Paula Wojcikiewicz Almeida

Resumo


Abstract

By developing international law, international courts can also contribute to the protection and promotion of community interests, by adjudicating inter-state claims. The aim of this project is, particularly within the International Court of Justice, to appreciate the relentless demands involving community interests and present a non-traditional response to its challenges. The main obstacle faced by the ICJ relates to the existing tension between the bilateral nature of its own proceedings and the multilateral nature of the conflicting substantive law. Whereas the rules of that protect community interests are considered to be substantive law, those guiding international adjudication are of a procedural nature. As procedure may guide and shape the application of substantive law, it should itself be interpreted and developed in a manner to ensure community interests.
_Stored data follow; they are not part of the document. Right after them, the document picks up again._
use comfy_table::Table;
use courier_planner::{
    problem::{dispatch_problem::DispatchProblem, truck::TruckIdx},
    reoptimize::reoptimize_outcome::ReoptimizeOutcome,
    tree::solution_node::SolutionNode,
};

fn routes_table(node: &SolutionNode) -> Table {
    let problem = node.problem();
    let mut table = Table::new();
    table.set_header(vec!["Truck", "Stops", "Load", "Distance", "Finish"]);

    for route in node.solution().routes() {
        let truck = problem.truck(route.truck());
        let stops = route
            .stops()
            .iter()
            .map(|stop| problem.visit_name(stop.visit()))
            .collect::<Vec<_>>()
            .join(" > ");

        table.add_row(vec![
            truck.name().to_string(),
            stops,
            format!("{}/{}", route.used_capacity(), truck.capacity()),
            format!("{:.1}", route.total_distance()),
            format!("{:.1}", route.finish_time()),
        ]);
    }

    table
}

fn describe_outcome(outcome: &ReoptimizeOutcome) -> String {
    match outcome {
        ReoptimizeOutcome::Optimized {
            total_distance,
            permutations,
            exhaustive,
        } => format!(
            "optimized to {:.1} after {} orderings{}",
            total_distance,
            permutations,
            if *exhaustive { "" } else { " (stopped early)" }
        ),
        ReoptimizeOutcome::Infeasible { permutations } => {
            format!("no feasible ordering among {}", permutations)
        }
        ReoptimizeOutcome::CapacityExceeded { used, capacity } => {
            format!("capacity exceeded ({}/{})", used, capacity)
        }
        ReoptimizeOutcome::LimitReached { permutations } => {
            format!("limit reached after {} orderings", permutations)
        }
    }
}

pub fn print_outcomes(problem: &DispatchProblem, outcomes: &[(TruckIdx, ReoptimizeOutcome)]) {
    let mut table = Table::new();
    table.set_header(vec!["Truck", "Re-optimization"]);
    for (truck, outcome) in outcomes {
        table.add_row(vec![
            problem.truck(*truck).name().to_string(),
            describe_outcome(outcome),
        ]);
    }
    println!("{table}");
}

pub fn print_node(node: &SolutionNode) {
    println!(
        "{} [{}] distance {:.1}, finish {:.1}, {} custom constraint(s)",
        node.name(),
        node.state(),
        node.distance(),
        node.finish_time(),
        node.count_custom_constraints()
    );
    println!("{}", routes_table(node));

    if node.is_valid() {
        println!("No violations");
        return;
    }

    let mut table = Table::new();
    table.set_header(vec!["Violation"]);
    for violation in node.violations() {
        table.add_row(vec![violation.to_string()]);
    }
    println!("{table}");
}
pub mod node_state;
pub mod solution_node;
pub mod solution_tree;
pub mod workspace;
Our proposal is that using its power to ‘frame rules for carrying out its functions’ (Art. 30 of the Statute of the ICJ), independently from consent, the Court should assume expanded procedural powers in order to ensure the effective application of substantive law whenever community interests are at issue. Most procedural rules can be adjusted and tailored for multiparty aspects (enhancing participatory mechanisms) with the aim of protecting community interests and enhancing international court’s legitimacy. It is up to the Court to find the balance between State’s rights and commonly aspired goals, acknowledging the relation between the emergence of soft international law-making (procedure) and its role of addressing the provision of community interests (substance).

 

Keywords: International Adjudication; Community interests; International Court of Justice; Third party intervention; amicus curiae briefs.

 

Resumo

 Ao desenvolver o Direito Internacional, os tribunais internacionais também podem contribuir para a proteção e promoção dos interesses da comunidade internacional, ao julgar demandas interestatais. O objetivo deste projeto é, particularmente no âmbito da Corte Internacional de Justiça, apreciar as contínuas demandas envolvendo interesses da comunidade e apresentar uma resposta não tradicional aos seus desafios. O principal obstáculo enfrentado pela CIJ diz respeito à tensão existente entre a natureza bilateral de seus próprios procedimentos e a natureza multilateral da lei substantiva conflitante. Enquanto as regras que protegem os interesses da comunidade internacional são consideradas como uma lei substantiva, as que orientam a adjudicação internacional são de natureza processual.  Nossa proposta é que, usando seu poder para “criar regras para o desempenho de suas funções” (Art. 30 do Estatuto da CIJ), independentemente do consentimento estatal, a Corte deveria assumir amplos poderes processuais para assegurar a efetiva aplicação da lei substantiva. sempre que interesses da comunidade internacional estiverem em questão. A maioria das regras processuais pode ser ajustada e adaptada para aspectos multilaterais (reforçando os mecanismos de participação) com o objetivo de proteger os interesses da comunidade e aumentar a legitimidade dos tribunais internacionais. Cabe a Corte encontrar o equilíbrio entre os direitos dos Estados e os objetivos comumente aspirados, reconhecendo a relação entre o surgimento da sua função legisladora - “soft law-making” - (procedimento) e seu papel na promoção dos interesses da comunidade internacional (substância).

Palavras-chave: Adjudicação Internacional; interesses da comunidade internacional; Corte Internacional de Justiça; intervenção de terceiros; amicus curiae.